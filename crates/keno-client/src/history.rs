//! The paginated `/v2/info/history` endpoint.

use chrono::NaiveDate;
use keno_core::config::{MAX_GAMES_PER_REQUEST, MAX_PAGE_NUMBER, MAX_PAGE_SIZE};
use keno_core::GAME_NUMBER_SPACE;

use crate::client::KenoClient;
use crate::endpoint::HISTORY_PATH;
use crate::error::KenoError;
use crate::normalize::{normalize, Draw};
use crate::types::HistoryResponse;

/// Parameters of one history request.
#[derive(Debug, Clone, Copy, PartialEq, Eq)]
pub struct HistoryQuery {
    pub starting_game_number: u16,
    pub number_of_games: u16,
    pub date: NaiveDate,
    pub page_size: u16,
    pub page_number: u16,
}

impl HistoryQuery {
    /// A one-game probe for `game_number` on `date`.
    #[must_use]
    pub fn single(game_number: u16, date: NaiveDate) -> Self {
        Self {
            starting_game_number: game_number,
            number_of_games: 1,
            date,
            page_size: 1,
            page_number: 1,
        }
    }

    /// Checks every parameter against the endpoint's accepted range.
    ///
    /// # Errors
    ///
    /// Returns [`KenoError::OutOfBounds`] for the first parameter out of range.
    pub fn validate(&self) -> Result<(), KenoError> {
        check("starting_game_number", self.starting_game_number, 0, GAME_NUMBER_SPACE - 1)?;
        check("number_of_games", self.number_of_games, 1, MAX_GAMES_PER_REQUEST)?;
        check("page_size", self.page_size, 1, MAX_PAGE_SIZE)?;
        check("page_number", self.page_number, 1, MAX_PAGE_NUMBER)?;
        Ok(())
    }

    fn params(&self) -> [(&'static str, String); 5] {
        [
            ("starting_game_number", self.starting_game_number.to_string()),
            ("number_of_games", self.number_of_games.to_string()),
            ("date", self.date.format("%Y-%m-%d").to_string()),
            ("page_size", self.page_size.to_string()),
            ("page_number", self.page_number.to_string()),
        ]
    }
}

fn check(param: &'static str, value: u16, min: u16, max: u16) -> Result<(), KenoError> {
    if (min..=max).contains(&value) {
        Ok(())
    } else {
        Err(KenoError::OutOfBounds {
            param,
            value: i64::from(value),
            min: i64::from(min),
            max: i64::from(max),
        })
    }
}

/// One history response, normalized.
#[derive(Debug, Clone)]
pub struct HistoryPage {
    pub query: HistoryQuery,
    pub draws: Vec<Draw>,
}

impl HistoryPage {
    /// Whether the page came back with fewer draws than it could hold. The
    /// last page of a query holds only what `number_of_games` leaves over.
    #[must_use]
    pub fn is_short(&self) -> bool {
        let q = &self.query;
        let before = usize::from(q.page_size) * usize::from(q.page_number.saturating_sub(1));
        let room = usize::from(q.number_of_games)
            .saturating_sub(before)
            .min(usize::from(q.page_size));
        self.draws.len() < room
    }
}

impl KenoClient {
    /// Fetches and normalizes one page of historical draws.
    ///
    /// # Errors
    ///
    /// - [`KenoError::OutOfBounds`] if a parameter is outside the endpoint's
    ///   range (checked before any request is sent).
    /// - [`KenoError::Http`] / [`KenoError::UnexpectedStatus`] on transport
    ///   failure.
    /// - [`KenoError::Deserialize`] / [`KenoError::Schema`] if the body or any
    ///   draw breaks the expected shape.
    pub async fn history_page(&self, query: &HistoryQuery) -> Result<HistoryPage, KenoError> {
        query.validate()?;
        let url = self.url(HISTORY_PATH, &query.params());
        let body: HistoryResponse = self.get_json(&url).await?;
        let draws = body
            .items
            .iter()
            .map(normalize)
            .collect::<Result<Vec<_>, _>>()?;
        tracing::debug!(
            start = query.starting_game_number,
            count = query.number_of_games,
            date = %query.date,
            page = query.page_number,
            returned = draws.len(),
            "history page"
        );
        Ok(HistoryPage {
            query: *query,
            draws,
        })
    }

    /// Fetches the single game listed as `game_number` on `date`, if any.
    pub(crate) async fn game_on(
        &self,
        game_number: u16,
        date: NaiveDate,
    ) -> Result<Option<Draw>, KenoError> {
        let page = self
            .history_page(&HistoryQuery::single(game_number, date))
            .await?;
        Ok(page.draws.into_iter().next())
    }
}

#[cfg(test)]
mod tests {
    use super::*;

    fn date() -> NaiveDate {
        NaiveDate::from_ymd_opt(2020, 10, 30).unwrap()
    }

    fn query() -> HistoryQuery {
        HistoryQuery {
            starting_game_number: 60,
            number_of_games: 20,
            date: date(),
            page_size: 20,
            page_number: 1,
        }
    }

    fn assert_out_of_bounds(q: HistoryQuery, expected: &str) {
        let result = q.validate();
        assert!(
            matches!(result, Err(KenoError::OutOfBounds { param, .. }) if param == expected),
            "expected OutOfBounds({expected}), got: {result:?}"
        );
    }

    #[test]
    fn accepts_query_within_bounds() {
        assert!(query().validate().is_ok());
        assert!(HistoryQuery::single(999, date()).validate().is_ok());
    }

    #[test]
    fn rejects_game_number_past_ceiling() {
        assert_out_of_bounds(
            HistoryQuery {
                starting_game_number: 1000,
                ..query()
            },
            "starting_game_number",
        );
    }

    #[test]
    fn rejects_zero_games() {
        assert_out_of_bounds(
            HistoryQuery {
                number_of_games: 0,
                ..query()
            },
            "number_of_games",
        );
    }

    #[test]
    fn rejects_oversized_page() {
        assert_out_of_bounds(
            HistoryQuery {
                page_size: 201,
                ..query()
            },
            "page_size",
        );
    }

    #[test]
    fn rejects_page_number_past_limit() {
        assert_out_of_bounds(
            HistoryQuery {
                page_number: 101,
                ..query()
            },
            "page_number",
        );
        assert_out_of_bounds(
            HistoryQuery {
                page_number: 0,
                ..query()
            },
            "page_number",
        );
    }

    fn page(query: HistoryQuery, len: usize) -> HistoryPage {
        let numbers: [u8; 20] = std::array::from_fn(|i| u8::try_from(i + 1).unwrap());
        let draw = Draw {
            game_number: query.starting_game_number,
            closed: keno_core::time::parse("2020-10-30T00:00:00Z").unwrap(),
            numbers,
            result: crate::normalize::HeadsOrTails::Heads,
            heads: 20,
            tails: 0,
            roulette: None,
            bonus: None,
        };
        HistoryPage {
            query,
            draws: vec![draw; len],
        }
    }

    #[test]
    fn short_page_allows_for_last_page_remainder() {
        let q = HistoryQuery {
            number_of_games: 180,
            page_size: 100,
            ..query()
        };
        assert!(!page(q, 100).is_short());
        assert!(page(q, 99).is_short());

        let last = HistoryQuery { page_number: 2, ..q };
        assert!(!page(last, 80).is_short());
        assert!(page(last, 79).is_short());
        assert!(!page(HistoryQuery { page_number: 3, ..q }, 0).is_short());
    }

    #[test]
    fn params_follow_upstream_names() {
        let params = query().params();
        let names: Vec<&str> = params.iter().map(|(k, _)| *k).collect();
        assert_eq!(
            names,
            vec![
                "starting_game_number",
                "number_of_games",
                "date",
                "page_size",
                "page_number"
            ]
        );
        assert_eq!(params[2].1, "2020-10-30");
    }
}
====
Instructions for the task:
The answer must be every line of the data that contains the word "numbers".

Exercise answer:
        let numbers: [u8; 20] = std::array::from_fn(|i| u8::try_from(i + 1).unwrap());
            numbers,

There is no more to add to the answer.